* [Recorded information]:
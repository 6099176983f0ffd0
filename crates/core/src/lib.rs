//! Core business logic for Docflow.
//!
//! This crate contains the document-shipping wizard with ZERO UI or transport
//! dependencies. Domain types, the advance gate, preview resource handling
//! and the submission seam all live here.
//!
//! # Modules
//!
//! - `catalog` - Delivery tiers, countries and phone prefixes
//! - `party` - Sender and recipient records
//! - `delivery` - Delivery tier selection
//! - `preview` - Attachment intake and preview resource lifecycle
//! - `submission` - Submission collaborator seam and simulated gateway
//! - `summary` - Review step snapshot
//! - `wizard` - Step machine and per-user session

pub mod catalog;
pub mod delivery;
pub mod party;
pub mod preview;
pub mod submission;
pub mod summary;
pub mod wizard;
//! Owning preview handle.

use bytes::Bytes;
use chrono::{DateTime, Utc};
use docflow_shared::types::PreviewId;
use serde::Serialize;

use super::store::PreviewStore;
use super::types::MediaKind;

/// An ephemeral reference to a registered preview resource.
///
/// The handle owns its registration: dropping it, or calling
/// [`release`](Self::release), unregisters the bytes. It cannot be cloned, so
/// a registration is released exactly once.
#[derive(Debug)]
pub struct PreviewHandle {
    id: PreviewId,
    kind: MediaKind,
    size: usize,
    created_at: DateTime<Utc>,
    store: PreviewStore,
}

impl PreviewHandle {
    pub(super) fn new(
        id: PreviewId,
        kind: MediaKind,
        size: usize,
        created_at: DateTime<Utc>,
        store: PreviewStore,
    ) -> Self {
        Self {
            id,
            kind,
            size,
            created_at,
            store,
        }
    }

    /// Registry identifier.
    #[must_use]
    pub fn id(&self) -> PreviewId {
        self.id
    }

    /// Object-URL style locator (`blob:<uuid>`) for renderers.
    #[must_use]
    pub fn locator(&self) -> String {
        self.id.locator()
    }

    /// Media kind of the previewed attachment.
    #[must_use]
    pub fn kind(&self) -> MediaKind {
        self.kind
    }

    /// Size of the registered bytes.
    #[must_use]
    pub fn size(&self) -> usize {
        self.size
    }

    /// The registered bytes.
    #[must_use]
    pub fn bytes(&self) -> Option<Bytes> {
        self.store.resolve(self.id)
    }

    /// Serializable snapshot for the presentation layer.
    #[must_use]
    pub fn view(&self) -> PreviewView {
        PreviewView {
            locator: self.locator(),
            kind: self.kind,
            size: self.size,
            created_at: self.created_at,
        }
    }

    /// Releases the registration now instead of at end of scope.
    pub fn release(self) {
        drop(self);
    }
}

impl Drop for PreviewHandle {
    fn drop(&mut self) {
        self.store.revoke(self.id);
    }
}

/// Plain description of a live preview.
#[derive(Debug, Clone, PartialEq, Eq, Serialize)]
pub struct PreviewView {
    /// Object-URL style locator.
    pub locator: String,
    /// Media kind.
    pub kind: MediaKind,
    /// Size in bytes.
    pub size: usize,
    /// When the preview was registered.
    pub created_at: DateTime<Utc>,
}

* * *

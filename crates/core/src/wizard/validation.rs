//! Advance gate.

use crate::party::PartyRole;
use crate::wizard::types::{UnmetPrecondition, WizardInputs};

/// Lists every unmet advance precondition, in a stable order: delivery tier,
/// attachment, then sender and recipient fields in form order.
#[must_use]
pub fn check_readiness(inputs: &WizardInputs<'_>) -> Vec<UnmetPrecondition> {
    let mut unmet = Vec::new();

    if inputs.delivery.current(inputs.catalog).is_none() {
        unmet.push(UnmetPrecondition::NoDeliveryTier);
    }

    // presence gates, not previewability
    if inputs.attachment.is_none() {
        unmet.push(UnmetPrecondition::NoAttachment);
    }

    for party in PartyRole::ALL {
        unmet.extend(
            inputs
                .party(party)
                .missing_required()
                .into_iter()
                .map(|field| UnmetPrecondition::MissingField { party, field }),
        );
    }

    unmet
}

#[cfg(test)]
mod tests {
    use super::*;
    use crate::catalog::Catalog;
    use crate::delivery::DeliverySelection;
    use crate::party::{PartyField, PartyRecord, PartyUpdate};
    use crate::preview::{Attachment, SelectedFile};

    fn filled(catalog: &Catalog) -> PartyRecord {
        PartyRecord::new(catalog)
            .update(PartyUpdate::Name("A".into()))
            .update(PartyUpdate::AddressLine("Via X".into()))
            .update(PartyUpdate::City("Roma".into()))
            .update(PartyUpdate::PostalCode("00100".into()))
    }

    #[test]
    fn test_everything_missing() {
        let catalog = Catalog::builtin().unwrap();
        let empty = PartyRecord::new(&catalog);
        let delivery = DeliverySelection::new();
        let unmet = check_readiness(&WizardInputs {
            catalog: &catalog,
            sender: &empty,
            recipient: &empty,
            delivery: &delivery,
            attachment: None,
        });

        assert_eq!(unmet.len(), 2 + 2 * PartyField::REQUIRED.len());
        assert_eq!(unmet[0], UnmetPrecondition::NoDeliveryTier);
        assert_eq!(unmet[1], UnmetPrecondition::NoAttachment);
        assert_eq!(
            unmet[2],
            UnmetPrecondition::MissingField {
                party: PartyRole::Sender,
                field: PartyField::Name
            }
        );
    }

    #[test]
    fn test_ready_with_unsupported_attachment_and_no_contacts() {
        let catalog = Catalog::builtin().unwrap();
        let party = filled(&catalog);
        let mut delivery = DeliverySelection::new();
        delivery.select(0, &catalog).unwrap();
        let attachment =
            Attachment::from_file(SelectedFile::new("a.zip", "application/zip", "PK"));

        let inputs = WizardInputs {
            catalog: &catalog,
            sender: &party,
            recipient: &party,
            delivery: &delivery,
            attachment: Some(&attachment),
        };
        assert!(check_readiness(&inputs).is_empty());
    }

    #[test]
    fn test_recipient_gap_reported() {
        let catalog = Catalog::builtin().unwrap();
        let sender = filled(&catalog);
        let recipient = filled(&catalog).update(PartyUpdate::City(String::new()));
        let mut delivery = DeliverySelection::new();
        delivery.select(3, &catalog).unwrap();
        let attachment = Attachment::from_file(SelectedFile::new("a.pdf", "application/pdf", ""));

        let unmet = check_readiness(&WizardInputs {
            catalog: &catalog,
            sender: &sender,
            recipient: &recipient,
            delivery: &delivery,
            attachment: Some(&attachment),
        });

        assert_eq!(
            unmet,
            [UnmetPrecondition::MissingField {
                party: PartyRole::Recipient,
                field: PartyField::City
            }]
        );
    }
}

==

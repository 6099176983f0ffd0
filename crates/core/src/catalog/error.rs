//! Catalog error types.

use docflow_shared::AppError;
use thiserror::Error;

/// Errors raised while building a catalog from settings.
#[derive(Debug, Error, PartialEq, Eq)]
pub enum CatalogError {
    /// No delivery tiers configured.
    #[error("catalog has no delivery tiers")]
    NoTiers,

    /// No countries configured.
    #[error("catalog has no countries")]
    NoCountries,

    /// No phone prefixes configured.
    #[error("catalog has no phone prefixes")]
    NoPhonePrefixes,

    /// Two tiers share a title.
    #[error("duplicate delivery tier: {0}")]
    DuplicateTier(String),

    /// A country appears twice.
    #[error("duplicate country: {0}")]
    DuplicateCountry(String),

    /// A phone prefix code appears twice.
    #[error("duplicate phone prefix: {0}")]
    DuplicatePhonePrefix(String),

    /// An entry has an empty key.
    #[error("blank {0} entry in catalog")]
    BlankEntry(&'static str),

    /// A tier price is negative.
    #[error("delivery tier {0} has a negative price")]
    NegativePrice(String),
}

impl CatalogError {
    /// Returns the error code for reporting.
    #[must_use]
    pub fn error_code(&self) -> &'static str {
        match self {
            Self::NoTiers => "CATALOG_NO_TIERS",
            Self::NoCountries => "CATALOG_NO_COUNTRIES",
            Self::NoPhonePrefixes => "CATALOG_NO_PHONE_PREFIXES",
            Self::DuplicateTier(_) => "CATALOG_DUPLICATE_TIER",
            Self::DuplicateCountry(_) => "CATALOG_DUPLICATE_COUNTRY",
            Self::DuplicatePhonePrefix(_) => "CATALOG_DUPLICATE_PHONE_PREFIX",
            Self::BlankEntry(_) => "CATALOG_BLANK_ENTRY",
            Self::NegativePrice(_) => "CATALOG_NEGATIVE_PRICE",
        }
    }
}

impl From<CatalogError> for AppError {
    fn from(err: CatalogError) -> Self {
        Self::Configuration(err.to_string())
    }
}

* [What needs to be done]: Return a word-for-word copy of the lines above from the one holding "Owning preview handle." through the one holding "it, or calling", with both of them included and nothing besides.

* [Output for this exercise]:
//! Owning preview handle.

use bytes::Bytes;
use chrono::{DateTime, Utc};
use docflow_shared::types::PreviewId;
use serde::Serialize;

use super::store::PreviewStore;
use super::types::MediaKind;

/// An ephemeral reference to a registered preview resource.
///
/// The handle owns its registration: dropping it, or calling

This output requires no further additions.